Altınla Ev Almak: Denge Kimin Lehine Dönüyor?
Türkiye’de yatırım denince yıllardır iki klasik var: konut ve altın.
Biri barınma + servet birikimi, diğeri “güvenli liman.” Peki, aralarındaki denge bugün nerede?
Türkiye’de hanehalkının “alışılagelmiş” yatırımı olan yastık altın, çoğu zaman konut ya da otomobil gibi büyük alımlar için bekletiliyor. Son iki yılda tablo bu alışkanlığı destekleyecek yönde değişti: altın, küresel riskler ve ticaret savaşlarının kızışmasıyla değer kazanırken, reel konut fiyatları geriledi. Bu ikili etki, altın cinsinden konut alım gücünü belirgin biçimde artırdı.
2023’te konut/altın dengesi zirve yaparken, 2024–2025 döneminde altının değerlenmesi ve reel konut fiyatlarındaki geri çekilme ile altın cinsinden konut alım gücü daha da arttı. Yastık altı birikimlerin (ziynet/gram), “peşinat + kredi dışı tamamlayıcı” rolü güçlenmiş durumda. Krediye erişim zorlaşsa da altın bozdurarak ev almak yeniden cazip hale geldi.
Satış tarafında da tablo bunu destekliyor: eylül ayında 150 bin adetle son 13 yılın en güçlü eylül satışı gerçekleşti. Bu hareketlilik, “güvenden çok enflasyon endişesinin” bir yansıması olarak yorumlanıyor.

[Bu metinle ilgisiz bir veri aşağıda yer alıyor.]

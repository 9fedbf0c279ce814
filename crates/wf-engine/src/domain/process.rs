//! Process Definition Entities
//!
//! A process is a tenant-scoped, versioned graph of states connected by named actions.
//! Registration input uses state codes; registered processes use generated ids.

use serde::{Deserialize, Serialize};
use chrono::{DateTime, Duration, Utc};
use std::collections::{BTreeMap, HashSet};

/// How a caller names a process: by version id, or by code (latest version)
#[derive(Debug, Clone, PartialEq, Eq, Serialize, Deserialize)]
#[serde(rename_all = "camelCase")]
pub enum ProcessRef {
    Id(String),
    Code(String),
}

impl ProcessRef {
    pub fn id(id: impl Into<String>) -> Self {
        Self::Id(id.into())
    }

    pub fn code(code: impl Into<String>) -> Self {
        Self::Code(code.into())
    }
}

impl std::fmt::Display for ProcessRef {
    fn fmt(&self, f: &mut std::fmt::Formatter<'_>) -> std::fmt::Result {
        match self {
            Self::Id(id) => write!(f, "id:{}", id),
            Self::Code(code) => write!(f, "code:{}", code),
        }
    }
}

/// Registration request for a new process version
#[derive(Debug, Clone, Serialize, Deserialize)]
#[serde(rename_all = "camelCase")]
pub struct ProcessDefinition {
    pub tenant_id: String,
    pub code: String,
    pub name: String,

    #[serde(skip_serializing_if = "Option::is_none")]
    pub description: Option<String>,

    /// SLA for the whole process, in minutes
    #[serde(skip_serializing_if = "Option::is_none")]
    pub sla_minutes: Option<u32>,

    #[serde(default)]
    pub states: Vec<StateDefinition>,

    #[serde(default)]
    pub actions: Vec<ActionDefinition>,

    #[serde(default)]
    pub escalations: Vec<EscalationRule>,
}

impl ProcessDefinition {
    pub fn new(
        tenant_id: impl Into<String>,
        code: impl Into<String>,
        name: impl Into<String>,
    ) -> Self {
        Self {
            tenant_id: tenant_id.into(),
            code: code.into(),
            name: name.into(),
            description: None,
            sla_minutes: None,
            states: Vec::new(),
            actions: Vec::new(),
            escalations: Vec::new(),
        }
    }

    pub fn with_description(mut self, description: impl Into<String>) -> Self {
        self.description = Some(description.into());
        self
    }

    pub fn with_sla_minutes(mut self, minutes: u32) -> Self {
        self.sla_minutes = Some(minutes);
        self
    }

    pub fn with_state(mut self, state: StateDefinition) -> Self {
        self.states.push(state);
        self
    }

    pub fn with_action(mut self, action: ActionDefinition) -> Self {
        self.actions.push(action);
        self
    }

    pub fn with_escalation(mut self, rule: EscalationRule) -> Self {
        self.escalations.push(rule);
        self
    }
}

#[derive(Debug, Clone, Serialize, Deserialize)]
#[serde(rename_all = "camelCase")]
pub struct StateDefinition {
    pub code: String,
    pub name: String,

    #[serde(default)]
    pub is_start: bool,

    /// Declared terminal. Terminality is computed at registration; a declaration
    /// that contradicts the graph is rejected.
    #[serde(default)]
    pub is_terminal: bool,

    #[serde(skip_serializing_if = "Option::is_none")]
    pub sla_minutes: Option<u32>,
}

impl StateDefinition {
    pub fn new(code: impl Into<String>, name: impl Into<String>) -> Self {
        Self {
            code: code.into(),
            name: name.into(),
            is_start: false,
            is_terminal: false,
            sla_minutes: None,
        }
    }

    pub fn start(code: impl Into<String>, name: impl Into<String>) -> Self {
        Self { is_start: true, ..Self::new(code, name) }
    }

    pub fn terminal(code: impl Into<String>, name: impl Into<String>) -> Self {
        Self { is_terminal: true, ..Self::new(code, name) }
    }

    pub fn with_sla_minutes(mut self, minutes: u32) -> Self {
        self.sla_minutes = Some(minutes);
        self
    }
}

#[derive(Debug, Clone, Serialize, Deserialize)]
#[serde(rename_all = "camelCase")]
pub struct ActionDefinition {
    pub name: String,

    #[serde(skip_serializing_if = "Option::is_none")]
    pub label: Option<String>,

    /// Source state code
    pub from_state: String,

    /// Target state code
    pub to_state: String,

    #[serde(default)]
    pub roles: HashSet<String>,

    #[serde(default)]
    pub assignee_required: bool,

    /// Attribute name -> accepted values
    #[serde(default)]
    pub required_attributes: BTreeMap<String, Vec<String>>,
}

impl ActionDefinition {
    pub fn new(
        name: impl Into<String>,
        from_state: impl Into<String>,
        to_state: impl Into<String>,
    ) -> Self {
        Self {
            name: name.into(),
            label: None,
            from_state: from_state.into(),
            to_state: to_state.into(),
            roles: HashSet::new(),
            assignee_required: false,
            required_attributes: BTreeMap::new(),
        }
    }

    pub fn with_label(mut self, label: impl Into<String>) -> Self {
        self.label = Some(label.into());
        self
    }

    pub fn with_role(mut self, role: impl Into<String>) -> Self {
        self.roles.insert(role.into());
        self
    }

    pub fn assignee_only(mut self) -> Self {
        self.assignee_required = true;
        self
    }

    pub fn with_required_attribute<I, S>(mut self, name: impl Into<String>, values: I) -> Self
    where
        I: IntoIterator<Item = S>,
        S: Into<String>,
    {
        self.required_attributes
            .insert(name.into(), values.into_iter().map(Into::into).collect());
        self
    }
}

/// Automatic escalation of instances that overstay a state
#[derive(Debug, Clone, PartialEq, Eq, Serialize, Deserialize)]
#[serde(rename_all = "camelCase")]
pub struct EscalationRule {
    /// State code the rule watches
    pub state: String,

    /// Action applied to breached instances; must leave `state`
    pub action: String,

    #[serde(skip_serializing_if = "Option::is_none")]
    pub state_sla_minutes: Option<u32>,

    #[serde(skip_serializing_if = "Option::is_none")]
    pub process_sla_minutes: Option<u32>,
}

impl EscalationRule {
    pub fn new(state: impl Into<String>, action: impl Into<String>) -> Self {
        Self {
            state: state.into(),
            action: action.into(),
            state_sla_minutes: None,
            process_sla_minutes: None,
        }
    }

    pub fn with_state_sla(mut self, minutes: u32) -> Self {
        self.state_sla_minutes = Some(minutes);
        self
    }

    pub fn with_process_sla(mut self, minutes: u32) -> Self {
        self.process_sla_minutes = Some(minutes);
        self
    }

    /// Copy with unset SLAs taken from the watched state and the process
    pub fn with_defaults(&self, state_sla: Option<u32>, process_sla: Option<u32>) -> Self {
        Self {
            state_sla_minutes: self.state_sla_minutes.or(state_sla),
            process_sla_minutes: self.process_sla_minutes.or(process_sla),
            ..self.clone()
        }
    }

    /// Whether an instance that entered its state at `state_entered_at` and was
    /// created at `created_at` is strictly past every SLA this rule sets.
    pub fn is_breached(
        &self,
        now: DateTime<Utc>,
        state_entered_at: DateTime<Utc>,
        created_at: DateTime<Utc>,
    ) -> bool {
        let past = |since: DateTime<Utc>, sla: Option<u32>| match sla {
            Some(m) if m > 0 => now - since > Duration::minutes(i64::from(m)),
            _ => true,
        };
        self.has_sla()
            && past(state_entered_at, self.state_sla_minutes)
            && past(created_at, self.process_sla_minutes)
    }

    pub fn has_sla(&self) -> bool {
        self.state_sla_minutes.map_or(false, |m| m > 0)
            || self.process_sla_minutes.map_or(false, |m| m > 0)
    }
}

/// A registered, immutable process version
#[derive(Debug, Clone, Serialize, Deserialize)]
#[serde(rename_all = "camelCase")]
pub struct Process {
    pub id: String,
    pub tenant_id: String,
    pub code: String,
    pub name: String,

    #[serde(skip_serializing_if = "Option::is_none")]
    pub description: Option<String>,

    /// Monotonic per (tenant, code), starting at 1
    pub version: u32,

    #[serde(skip_serializing_if = "Option::is_none")]
    pub sla_minutes: Option<u32>,

    pub states: Vec<State>,
    pub actions: Vec<Action>,

    #[serde(default)]
    pub escalations: Vec<EscalationRule>,

    pub created_at: DateTime<Utc>,
}

impl Process {
    pub fn state(&self, id: &str) -> Option<&State> {
        self.states.iter().find(|s| s.id == id)
    }

    pub fn state_by_code(&self, code: &str) -> Option<&State> {
        self.states.iter().find(|s| s.code == code)
    }

    /// `rule` with SLAs it leaves unset filled from its state and the process
    pub fn effective_rule(&self, rule: &EscalationRule) -> EscalationRule {
        let state_sla = self.state_by_code(&rule.state).and_then(|s| s.sla_minutes);
        rule.with_defaults(state_sla, self.sla_minutes)
    }

    /// Look a state up by id, then by code
    pub fn resolve_state(&self, id_or_code: &str) -> Option<&State> {
        self.state(id_or_code).or_else(|| self.state_by_code(id_or_code))
    }

    pub fn start_state(&self) -> Option<&State> {
        self.states.iter().find(|s| s.is_start)
    }

    pub fn terminal_states(&self) -> impl Iterator<Item = &State> {
        self.states.iter().filter(|s| s.is_terminal)
    }

    /// Code of a state id, or the id itself when unknown
    pub fn state_code<'a>(&'a self, id: &'a str) -> &'a str {
        self.state(id).map(|s| s.code.as_str()).unwrap_or(id)
    }
}

#[derive(Debug, Clone, Serialize, Deserialize)]
#[serde(rename_all = "camelCase")]
pub struct State {
    pub id: String,
    pub process_id: String,
    pub code: String,
    pub name: String,
    pub is_start: bool,
    pub is_terminal: bool,

    #[serde(skip_serializing_if = "Option::is_none")]
    pub sla_minutes: Option<u32>,
}

#[derive(Debug, Clone, Serialize, Deserialize)]
#[serde(rename_all = "camelCase")]
pub struct Action {
    pub id: String,
    pub process_id: String,
    pub name: String,

    #[serde(skip_serializing_if = "Option::is_none")]
    pub label: Option<String>,

    /// Source state id
    pub from_state: String,

    /// Target state id
    pub to_state: String,

    /// Empty means any actor may perform the action
    #[serde(default)]
    pub roles: HashSet<String>,

    #[serde(default)]
    pub assignee_required: bool,

    #[serde(default)]
    pub required_attributes: BTreeMap<String, Vec<String>>,
}
//! Escalation Scheduler - background SLA sweeps
//!
//! Runs [`EscalationService::escalate`] for each configured target on a fixed
//! interval. Sweeps run inline in the ticker loop, so they never overlap; a slow
//! sweep skips the ticks it missed.

use std::sync::Arc;
use std::time::Duration;

use tokio::sync::broadcast;
use tokio::task::JoinHandle;
use tokio::time::MissedTickBehavior;
use tracing::{debug, error, info};

use wf_config::{EscalationConfig, EscalationTarget};

use crate::domain::{Actor, EscalationResult};
use crate::service::EscalationService;

#[derive(Debug, Clone)]
pub struct EscalationSchedulerConfig {
    pub interval: Duration,
    pub targets: Vec<EscalationTarget>,
    /// Identity escalation transitions are recorded under
    pub actor: Actor,
}

impl EscalationSchedulerConfig {
    pub fn from_config(config: &EscalationConfig) -> Self {
        Self {
            interval: config.interval(),
            targets: config.targets.clone(),
            actor: Actor::new(&config.actor_id).with_roles(config.actor_roles.iter().cloned()),
        }
    }
}

pub struct EscalationScheduler {
    shutdown_tx: broadcast::Sender<()>,
    handle: JoinHandle<()>,
}

impl EscalationScheduler {
    /// Spawn the sweep loop. The first sweep runs immediately.
    pub fn start(service: Arc<EscalationService>, config: EscalationSchedulerConfig) -> Self {
        let (shutdown_tx, _) = broadcast::channel(1);
        let mut shutdown_rx = shutdown_tx.subscribe();

        info!(
            interval_secs = config.interval.as_secs(),
            targets = config.targets.len(),
            "Starting escalation scheduler"
        );

        let handle = tokio::spawn(async move {
            let mut ticker = tokio::time::interval(config.interval);
            ticker.set_missed_tick_behavior(MissedTickBehavior::Skip);

            loop {
                tokio::select! {
                    _ = ticker.tick() => {
                        debug!("Running escalation sweep");
                        sweep(&service, &config).await;
                    }
                    _ = shutdown_rx.recv() => {
                        info!("Escalation scheduler shutting down");
                        break;
                    }
                }
            }
        });

        Self { shutdown_tx, handle }
    }

    /// Stop the loop and wait for an in-flight sweep to finish
    pub async fn shutdown(self) {
        let _ = self.shutdown_tx.send(());
        if let Err(e) = self.handle.await {
            error!(error = %e, "Escalation scheduler task failed");
        }
    }
}

/// One pass over every target
pub async fn sweep(service: &EscalationService, config: &EscalationSchedulerConfig) -> EscalationResult {
    let mut total = EscalationResult::default();
    for target in &config.targets {
        match service
            .escalate(&target.tenant_id, &target.process_code, &config.actor)
            .await
        {
            Ok(result) => total.merge(result),
            Err(e) => {
                error!(
                    tenant_id = %target.tenant_id,
                    process = %target.process_code,
                    error = %e,
                    "Escalation sweep failed"
                );
                total
                    .errors
                    .push(format!("{}/{}: {}", target.tenant_id, target.process_code, e));
            }
        }
    }
    total
}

Reel konut fiyatlarının 2016 seviyelerine yakınsaması ve piyasanın “hayal fiyatlardan arınması” da bu resmi tamamlıyor.
Altın değerlemesi ↑ + reel konut ↓ = hanehalkı için altın cinsinden alım gücü ↑
Altınını bozdurup eşiğini arayanlar için fırsat penceresi, satış verilerindeki canlılıkla da teyit ediliyor.